Action item
Reproduce exactly the lines of the material beneath, from the line that contains "let u = unit_offset(grid.xs[col], grid.xs[col" to the line that contains "let z01 = self.surface.elevation(row", both included, and no other lines.
+ + +
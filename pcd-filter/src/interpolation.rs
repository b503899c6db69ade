//! Piecewise-linear surface through the grid node estimates.

use rayon::prelude::*;

use pcd_core::pointcloud::point::PointCloud;

use crate::grid::SurfaceEstimate;

/// Linear interpolation over a triangulation of the grid nodes.
///
/// Every lattice cell with positive area is split into two triangles along
/// its lower-left to upper-right diagonal. Together they tile the convex hull
/// of the nodes, which is the grid's bounding rectangle. Outside it, or when
/// the nodes are collinear, there is no prediction.
#[derive(Debug, Clone)]
pub struct SurfaceInterpolator {
    surface: SurfaceEstimate,
    triangulated: bool,
}

/// Predicted elevation for every point of a cloud.
#[derive(Debug, Clone, PartialEq)]
pub struct Predictions {
    pub values: Vec<f64>,
    /// How many points had a defined interpolated value.
    pub defined: usize,
}

impl SurfaceInterpolator {
    pub fn new(surface: SurfaceEstimate) -> Self {
        let grid = &surface.grid;
        let triangulated = grid.resolution() >= 2
            && grid.xs.windows(2).all(|w| w[1] > w[0])
            && grid.ys.windows(2).all(|w| w[1] > w[0]);
        Self {
            surface,
            triangulated,
        }
    }

    pub fn triangle_count(&self) -> usize {
        if self.triangulated {
            let cells = self.surface.grid.resolution() - 1;
            2 * cells * cells
        } else {
            0
        }
    }

    /// Interpolated elevation at `(x, y)`, `None` outside the convex hull.
    pub fn predict(&self, x: f64, y: f64) -> Option<f64> {
        if !self.triangulated {
            return None;
        }
        let grid = &self.surface.grid;
        let col = locate(&grid.xs, x)?;
        let row = locate(&grid.ys, y)?;

        let u = unit_offset(grid.xs[col], grid.xs[col + 1], x);
        let v = unit_offset(grid.ys[row], grid.ys[row + 1], y);

        let z00 = self.surface.elevation(row, col);
        let z10 = self.surface.elevation(row, col + 1);
        let z01 = self.surface.elevation(row + 1, col);
        let z11 = self.surface.elevation(row + 1, col + 1);

        // written as offsets from a corner so a flat patch stays exactly flat
        let z = if v <= u {
            z00 + u * (z10 - z00) + v * (z11 - z10)
        } else {
            z00 + v * (z01 - z00) + u * (z11 - z01)
        };
        Some(z)
    }

    /// Predicted elevation for every point, falling back to the point's own
    /// elevation wherever the interpolant is undefined.
    ///
    /// Such points end up with a zero residual and are never rejected by the
    /// residual filter.
    pub fn predict_or_observed(&self, point_cloud: &PointCloud) -> Predictions {
        let predicted: Vec<Option<f64>> = point_cloud
            .points
            .par_iter()
            .map(|p| self.predict(p.x, p.y))
            .collect();

        let defined = predicted.iter().filter(|z| z.is_some()).count();
        let values = predicted
            .into_iter()
            .zip(&point_cloud.points)
            .map(|(z, p)| z.unwrap_or(p.z))
            .collect();

        Predictions { values, defined }
    }
}

/// Index `i` of the interval `[axis[i], axis[i + 1]]` holding `value`.
fn locate(axis: &[f64], value: f64) -> Option<usize> {
    let first = *axis.first()?;
    let last = *axis.last()?;
    if !(value >= first && value <= last) {
        return None;
    }
    // first node strictly greater than value, then step back one interval
    let upper = axis.partition_point(|&node| node <= value);
    Some(upper.saturating_sub(1).min(axis.len() - 2))
}

fn unit_offset(lo: f64, hi: f64, value: f64) -> f64 {
    ((value - lo) / (hi - lo)).clamp(0.0, 1.0)
}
+ + +
Exercise response
        let u = unit_offset(grid.xs[col], grid.xs[col + 1], x);
        let v = unit_offset(grid.ys[row], grid.ys[row + 1], y);

        let z00 = self.surface.elevation(row, col);
        let z10 = self.surface.elevation(row, col + 1);
        let z01 = self.surface.elevation(row + 1, col);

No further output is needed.